### Work to be completed
From the entries, filter out every line that lacks "Show" and copy the rest.
##############################
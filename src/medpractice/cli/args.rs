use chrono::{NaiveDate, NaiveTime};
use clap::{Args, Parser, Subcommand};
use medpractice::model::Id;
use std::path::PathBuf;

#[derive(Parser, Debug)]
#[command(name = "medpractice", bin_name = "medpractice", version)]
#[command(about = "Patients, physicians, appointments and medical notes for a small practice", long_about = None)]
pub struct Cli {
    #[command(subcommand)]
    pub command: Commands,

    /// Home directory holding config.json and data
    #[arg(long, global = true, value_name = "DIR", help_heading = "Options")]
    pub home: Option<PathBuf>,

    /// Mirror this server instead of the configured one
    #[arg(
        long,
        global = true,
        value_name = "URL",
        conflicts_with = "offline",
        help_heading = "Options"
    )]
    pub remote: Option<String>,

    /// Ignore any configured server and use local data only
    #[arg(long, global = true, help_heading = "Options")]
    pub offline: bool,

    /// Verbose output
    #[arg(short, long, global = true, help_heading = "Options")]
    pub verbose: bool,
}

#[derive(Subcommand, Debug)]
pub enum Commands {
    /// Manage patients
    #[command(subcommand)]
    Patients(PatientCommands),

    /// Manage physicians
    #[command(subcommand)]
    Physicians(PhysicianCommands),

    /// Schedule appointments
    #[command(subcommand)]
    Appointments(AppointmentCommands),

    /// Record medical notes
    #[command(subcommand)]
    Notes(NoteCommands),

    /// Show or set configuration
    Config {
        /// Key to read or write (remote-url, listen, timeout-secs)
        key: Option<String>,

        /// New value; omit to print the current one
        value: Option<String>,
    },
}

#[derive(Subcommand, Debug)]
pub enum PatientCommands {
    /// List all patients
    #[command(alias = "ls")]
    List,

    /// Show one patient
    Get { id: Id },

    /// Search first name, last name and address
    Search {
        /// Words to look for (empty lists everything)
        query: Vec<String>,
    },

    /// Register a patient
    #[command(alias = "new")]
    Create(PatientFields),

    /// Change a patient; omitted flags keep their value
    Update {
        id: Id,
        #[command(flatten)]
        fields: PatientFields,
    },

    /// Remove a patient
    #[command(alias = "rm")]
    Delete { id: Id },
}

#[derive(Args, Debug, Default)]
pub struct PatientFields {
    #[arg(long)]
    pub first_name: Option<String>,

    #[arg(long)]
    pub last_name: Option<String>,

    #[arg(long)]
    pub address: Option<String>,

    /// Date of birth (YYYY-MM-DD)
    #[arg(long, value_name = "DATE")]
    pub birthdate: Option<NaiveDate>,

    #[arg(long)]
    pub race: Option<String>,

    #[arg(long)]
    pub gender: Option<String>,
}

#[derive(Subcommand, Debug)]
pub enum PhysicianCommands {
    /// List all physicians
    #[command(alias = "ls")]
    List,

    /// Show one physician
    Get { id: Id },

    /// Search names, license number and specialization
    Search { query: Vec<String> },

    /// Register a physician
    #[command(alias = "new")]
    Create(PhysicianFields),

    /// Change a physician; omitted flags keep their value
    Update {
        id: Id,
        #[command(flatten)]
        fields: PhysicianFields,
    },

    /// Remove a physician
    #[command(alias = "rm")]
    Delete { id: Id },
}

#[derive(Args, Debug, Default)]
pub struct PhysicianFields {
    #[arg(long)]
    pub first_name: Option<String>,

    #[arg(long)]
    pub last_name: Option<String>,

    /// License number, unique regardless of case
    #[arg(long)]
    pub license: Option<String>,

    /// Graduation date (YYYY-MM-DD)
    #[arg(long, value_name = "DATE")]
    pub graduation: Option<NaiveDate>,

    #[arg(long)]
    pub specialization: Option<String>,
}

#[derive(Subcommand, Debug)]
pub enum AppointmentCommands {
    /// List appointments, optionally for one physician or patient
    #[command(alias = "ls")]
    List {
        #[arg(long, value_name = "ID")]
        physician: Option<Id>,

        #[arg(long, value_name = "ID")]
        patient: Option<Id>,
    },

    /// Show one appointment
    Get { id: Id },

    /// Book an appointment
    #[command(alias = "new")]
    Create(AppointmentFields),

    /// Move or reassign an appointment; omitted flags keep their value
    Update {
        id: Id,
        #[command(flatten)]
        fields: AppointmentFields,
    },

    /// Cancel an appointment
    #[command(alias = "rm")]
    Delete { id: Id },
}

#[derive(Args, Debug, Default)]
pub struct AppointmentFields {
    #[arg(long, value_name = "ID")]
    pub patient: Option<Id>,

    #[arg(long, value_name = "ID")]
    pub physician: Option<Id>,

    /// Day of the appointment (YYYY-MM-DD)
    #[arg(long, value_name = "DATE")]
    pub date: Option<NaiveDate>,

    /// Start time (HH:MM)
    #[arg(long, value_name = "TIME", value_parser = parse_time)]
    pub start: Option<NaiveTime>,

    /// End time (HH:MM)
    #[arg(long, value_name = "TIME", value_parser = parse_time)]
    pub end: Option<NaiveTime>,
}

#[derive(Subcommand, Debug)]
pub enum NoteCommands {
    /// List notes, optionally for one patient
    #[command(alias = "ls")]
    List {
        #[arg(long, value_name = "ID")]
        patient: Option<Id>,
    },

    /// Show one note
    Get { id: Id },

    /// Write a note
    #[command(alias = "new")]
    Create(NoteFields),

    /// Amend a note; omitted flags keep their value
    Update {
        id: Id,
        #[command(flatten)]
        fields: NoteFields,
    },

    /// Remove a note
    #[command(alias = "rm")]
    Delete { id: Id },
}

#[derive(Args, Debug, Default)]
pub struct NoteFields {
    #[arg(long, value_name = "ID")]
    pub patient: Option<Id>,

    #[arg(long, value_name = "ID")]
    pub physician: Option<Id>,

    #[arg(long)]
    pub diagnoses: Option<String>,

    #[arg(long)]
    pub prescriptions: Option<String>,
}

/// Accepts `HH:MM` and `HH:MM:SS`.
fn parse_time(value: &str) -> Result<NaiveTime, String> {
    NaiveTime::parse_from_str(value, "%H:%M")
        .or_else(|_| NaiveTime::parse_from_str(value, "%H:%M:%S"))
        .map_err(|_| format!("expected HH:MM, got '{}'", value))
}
##############################
### Written solution
    /// Show or set configuration
    /// Show one patient
    /// Show one physician
    /// Show one appointment
    /// Show one note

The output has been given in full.